#### [Instructions to follow]
Would you filter these records and copy every line that has the word "format"?
═══ Supplied records ═══
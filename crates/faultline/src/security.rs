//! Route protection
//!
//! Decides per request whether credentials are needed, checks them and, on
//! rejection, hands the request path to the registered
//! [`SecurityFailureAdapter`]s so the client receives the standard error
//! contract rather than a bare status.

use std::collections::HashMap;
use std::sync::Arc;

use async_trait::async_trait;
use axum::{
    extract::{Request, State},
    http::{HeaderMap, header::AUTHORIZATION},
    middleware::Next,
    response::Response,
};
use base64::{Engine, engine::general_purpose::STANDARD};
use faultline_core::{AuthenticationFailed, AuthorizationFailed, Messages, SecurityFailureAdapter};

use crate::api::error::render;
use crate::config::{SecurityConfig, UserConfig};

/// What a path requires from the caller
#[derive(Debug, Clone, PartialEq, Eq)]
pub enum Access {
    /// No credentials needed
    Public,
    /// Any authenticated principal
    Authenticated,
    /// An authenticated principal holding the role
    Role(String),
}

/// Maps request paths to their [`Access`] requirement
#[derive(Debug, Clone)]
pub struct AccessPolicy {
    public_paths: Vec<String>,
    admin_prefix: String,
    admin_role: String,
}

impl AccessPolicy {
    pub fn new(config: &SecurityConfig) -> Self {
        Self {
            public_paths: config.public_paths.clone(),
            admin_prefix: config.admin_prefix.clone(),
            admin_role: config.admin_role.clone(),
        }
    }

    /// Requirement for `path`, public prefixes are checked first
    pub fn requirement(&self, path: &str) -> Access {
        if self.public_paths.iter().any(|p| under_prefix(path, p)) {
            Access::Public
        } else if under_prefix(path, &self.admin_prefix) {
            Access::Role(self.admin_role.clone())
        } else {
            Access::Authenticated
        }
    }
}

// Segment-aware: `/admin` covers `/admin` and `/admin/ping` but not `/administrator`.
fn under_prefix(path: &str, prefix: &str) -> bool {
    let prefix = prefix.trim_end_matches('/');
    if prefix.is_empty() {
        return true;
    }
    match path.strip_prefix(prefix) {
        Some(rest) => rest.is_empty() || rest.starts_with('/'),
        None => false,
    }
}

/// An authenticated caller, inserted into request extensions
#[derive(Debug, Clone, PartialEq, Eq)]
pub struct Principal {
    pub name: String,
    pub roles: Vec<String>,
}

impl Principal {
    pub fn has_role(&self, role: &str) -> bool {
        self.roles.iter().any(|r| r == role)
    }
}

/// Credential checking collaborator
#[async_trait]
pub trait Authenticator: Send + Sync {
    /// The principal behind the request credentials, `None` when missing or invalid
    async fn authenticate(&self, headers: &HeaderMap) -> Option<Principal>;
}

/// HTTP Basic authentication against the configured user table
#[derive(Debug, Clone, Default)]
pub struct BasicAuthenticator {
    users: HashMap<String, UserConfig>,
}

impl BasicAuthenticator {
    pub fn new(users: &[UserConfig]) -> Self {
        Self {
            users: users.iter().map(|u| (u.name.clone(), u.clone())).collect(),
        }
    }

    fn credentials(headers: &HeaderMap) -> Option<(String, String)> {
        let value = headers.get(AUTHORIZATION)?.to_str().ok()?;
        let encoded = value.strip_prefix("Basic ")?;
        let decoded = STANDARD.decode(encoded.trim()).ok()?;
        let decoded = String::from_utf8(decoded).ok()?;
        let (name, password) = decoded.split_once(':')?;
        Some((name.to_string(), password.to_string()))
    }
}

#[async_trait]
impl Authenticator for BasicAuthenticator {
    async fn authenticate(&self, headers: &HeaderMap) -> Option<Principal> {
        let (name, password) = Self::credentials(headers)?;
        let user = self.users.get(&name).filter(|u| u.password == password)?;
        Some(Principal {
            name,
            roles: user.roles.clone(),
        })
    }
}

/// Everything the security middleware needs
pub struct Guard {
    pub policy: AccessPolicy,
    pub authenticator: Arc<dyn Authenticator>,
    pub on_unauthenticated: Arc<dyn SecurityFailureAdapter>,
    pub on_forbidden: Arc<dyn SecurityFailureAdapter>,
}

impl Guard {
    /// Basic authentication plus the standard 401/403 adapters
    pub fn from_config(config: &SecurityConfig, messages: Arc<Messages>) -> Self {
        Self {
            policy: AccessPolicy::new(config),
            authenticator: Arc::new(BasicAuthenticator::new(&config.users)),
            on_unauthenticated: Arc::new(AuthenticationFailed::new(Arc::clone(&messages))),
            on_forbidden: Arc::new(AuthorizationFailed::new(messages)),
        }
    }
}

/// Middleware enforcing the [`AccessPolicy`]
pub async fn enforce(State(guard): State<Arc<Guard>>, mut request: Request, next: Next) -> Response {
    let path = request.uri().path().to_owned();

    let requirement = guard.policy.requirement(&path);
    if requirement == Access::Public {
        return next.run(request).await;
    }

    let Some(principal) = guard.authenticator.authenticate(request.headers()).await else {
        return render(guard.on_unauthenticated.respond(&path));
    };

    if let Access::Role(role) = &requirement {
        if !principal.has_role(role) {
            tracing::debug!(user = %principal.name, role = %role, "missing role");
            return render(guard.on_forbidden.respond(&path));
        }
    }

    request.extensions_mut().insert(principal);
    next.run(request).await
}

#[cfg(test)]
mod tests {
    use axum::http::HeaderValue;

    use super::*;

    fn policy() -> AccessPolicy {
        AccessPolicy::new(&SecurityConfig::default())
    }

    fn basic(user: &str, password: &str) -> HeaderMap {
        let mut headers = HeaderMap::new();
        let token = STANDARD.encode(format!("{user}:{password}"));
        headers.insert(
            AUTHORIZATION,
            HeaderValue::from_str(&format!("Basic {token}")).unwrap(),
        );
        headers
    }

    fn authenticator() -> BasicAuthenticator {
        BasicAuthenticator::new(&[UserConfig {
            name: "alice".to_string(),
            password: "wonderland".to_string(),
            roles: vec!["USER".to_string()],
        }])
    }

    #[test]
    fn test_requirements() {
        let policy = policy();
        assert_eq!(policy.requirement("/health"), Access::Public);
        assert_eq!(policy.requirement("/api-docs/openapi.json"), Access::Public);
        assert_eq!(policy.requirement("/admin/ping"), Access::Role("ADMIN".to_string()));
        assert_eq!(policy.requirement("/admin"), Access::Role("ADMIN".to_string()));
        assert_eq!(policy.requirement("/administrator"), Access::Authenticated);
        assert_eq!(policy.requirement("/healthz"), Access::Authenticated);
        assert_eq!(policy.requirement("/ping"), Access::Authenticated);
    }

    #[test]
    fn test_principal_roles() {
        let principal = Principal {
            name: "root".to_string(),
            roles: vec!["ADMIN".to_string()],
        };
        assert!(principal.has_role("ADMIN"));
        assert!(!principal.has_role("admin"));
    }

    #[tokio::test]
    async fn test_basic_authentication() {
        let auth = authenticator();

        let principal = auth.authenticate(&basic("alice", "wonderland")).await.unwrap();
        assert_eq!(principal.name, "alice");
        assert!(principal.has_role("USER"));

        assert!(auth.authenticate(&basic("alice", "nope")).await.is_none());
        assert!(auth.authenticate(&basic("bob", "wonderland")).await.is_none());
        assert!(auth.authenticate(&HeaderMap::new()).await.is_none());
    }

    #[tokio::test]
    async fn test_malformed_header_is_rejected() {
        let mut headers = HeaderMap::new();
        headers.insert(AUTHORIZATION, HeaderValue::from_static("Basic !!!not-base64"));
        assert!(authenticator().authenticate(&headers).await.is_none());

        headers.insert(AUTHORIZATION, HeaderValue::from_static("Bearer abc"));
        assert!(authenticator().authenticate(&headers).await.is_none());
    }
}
═══
═══ Supplied records ═══
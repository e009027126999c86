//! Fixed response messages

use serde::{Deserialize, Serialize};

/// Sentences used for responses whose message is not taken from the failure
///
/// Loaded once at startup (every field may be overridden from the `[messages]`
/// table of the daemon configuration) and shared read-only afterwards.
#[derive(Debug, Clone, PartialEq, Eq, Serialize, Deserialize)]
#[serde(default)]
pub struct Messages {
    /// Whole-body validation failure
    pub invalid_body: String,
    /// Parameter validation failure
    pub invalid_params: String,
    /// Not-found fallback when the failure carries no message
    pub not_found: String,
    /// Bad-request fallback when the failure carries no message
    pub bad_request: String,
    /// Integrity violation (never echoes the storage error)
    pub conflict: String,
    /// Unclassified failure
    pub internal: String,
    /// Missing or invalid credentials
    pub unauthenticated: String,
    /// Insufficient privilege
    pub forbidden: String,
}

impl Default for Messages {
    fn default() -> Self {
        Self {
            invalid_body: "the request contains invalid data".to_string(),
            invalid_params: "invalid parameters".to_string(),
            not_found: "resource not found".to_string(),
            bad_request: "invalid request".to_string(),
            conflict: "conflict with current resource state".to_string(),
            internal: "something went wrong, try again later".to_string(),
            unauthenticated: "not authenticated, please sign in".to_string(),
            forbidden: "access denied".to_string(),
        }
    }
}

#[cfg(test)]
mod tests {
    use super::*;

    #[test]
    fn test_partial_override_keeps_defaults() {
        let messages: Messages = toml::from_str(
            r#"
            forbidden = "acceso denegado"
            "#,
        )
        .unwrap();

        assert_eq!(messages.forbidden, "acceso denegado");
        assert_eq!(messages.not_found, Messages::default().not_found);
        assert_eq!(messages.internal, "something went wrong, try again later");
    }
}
═══
═══ Supplied records ═══
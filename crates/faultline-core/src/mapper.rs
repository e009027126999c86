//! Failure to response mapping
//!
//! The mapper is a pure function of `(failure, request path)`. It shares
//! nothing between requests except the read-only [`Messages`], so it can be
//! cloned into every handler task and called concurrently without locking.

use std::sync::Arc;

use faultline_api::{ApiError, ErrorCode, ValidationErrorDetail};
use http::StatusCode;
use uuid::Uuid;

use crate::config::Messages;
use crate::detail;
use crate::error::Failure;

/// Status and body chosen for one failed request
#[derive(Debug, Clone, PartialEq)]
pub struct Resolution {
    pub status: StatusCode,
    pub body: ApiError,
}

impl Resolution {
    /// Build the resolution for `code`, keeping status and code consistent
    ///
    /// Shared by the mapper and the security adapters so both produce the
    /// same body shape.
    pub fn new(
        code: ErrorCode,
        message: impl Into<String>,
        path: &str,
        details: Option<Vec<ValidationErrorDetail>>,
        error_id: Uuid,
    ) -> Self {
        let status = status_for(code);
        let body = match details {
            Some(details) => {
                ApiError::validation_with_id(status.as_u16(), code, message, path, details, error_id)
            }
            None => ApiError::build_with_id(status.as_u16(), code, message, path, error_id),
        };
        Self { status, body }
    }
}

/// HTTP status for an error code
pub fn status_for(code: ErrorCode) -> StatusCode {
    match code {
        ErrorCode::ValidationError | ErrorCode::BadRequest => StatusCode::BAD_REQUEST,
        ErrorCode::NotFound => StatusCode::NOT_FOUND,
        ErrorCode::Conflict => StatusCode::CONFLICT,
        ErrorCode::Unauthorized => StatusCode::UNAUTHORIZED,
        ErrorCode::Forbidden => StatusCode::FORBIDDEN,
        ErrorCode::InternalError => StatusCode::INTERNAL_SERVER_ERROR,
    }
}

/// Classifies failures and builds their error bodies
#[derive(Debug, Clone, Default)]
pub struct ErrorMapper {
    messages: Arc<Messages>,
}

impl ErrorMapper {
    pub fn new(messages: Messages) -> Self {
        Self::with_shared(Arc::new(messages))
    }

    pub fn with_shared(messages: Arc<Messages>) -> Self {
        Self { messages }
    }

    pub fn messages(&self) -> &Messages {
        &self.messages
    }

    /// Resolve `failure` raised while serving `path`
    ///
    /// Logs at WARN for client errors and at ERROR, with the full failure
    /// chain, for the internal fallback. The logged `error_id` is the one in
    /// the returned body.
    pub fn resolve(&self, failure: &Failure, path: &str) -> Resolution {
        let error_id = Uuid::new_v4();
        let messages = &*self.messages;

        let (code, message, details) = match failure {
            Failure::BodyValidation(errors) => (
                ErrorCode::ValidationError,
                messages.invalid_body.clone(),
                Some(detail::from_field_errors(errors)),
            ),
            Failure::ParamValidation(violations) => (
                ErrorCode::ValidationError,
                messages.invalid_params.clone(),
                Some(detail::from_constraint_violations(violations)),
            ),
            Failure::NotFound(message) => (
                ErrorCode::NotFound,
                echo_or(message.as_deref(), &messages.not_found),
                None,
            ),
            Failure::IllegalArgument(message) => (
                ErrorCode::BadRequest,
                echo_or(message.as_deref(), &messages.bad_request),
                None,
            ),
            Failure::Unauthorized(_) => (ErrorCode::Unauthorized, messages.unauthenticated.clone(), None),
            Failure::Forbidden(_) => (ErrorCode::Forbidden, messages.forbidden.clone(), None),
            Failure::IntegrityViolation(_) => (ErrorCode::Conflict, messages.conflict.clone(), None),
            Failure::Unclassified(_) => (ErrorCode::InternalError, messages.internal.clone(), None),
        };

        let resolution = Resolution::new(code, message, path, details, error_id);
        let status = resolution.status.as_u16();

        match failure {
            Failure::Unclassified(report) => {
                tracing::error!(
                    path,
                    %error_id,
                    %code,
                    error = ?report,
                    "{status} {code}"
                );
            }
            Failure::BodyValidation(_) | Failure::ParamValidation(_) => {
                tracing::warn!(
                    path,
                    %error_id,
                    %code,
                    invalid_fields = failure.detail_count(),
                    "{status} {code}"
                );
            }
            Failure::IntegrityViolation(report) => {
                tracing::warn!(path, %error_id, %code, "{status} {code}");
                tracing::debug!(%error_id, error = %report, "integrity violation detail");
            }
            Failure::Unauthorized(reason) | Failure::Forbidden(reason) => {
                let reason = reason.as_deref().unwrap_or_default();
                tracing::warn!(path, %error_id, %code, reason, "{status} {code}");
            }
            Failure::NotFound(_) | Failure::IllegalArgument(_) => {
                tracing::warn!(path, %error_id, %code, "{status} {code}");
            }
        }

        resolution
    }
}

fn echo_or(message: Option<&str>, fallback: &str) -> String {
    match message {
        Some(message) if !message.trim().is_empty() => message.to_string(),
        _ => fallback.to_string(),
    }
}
═══
#### [Problem solution]
        let token = STANDARD.encode(format!("{user}:{password}"));
            HeaderValue::from_str(&format!("Basic {token}")).unwrap(),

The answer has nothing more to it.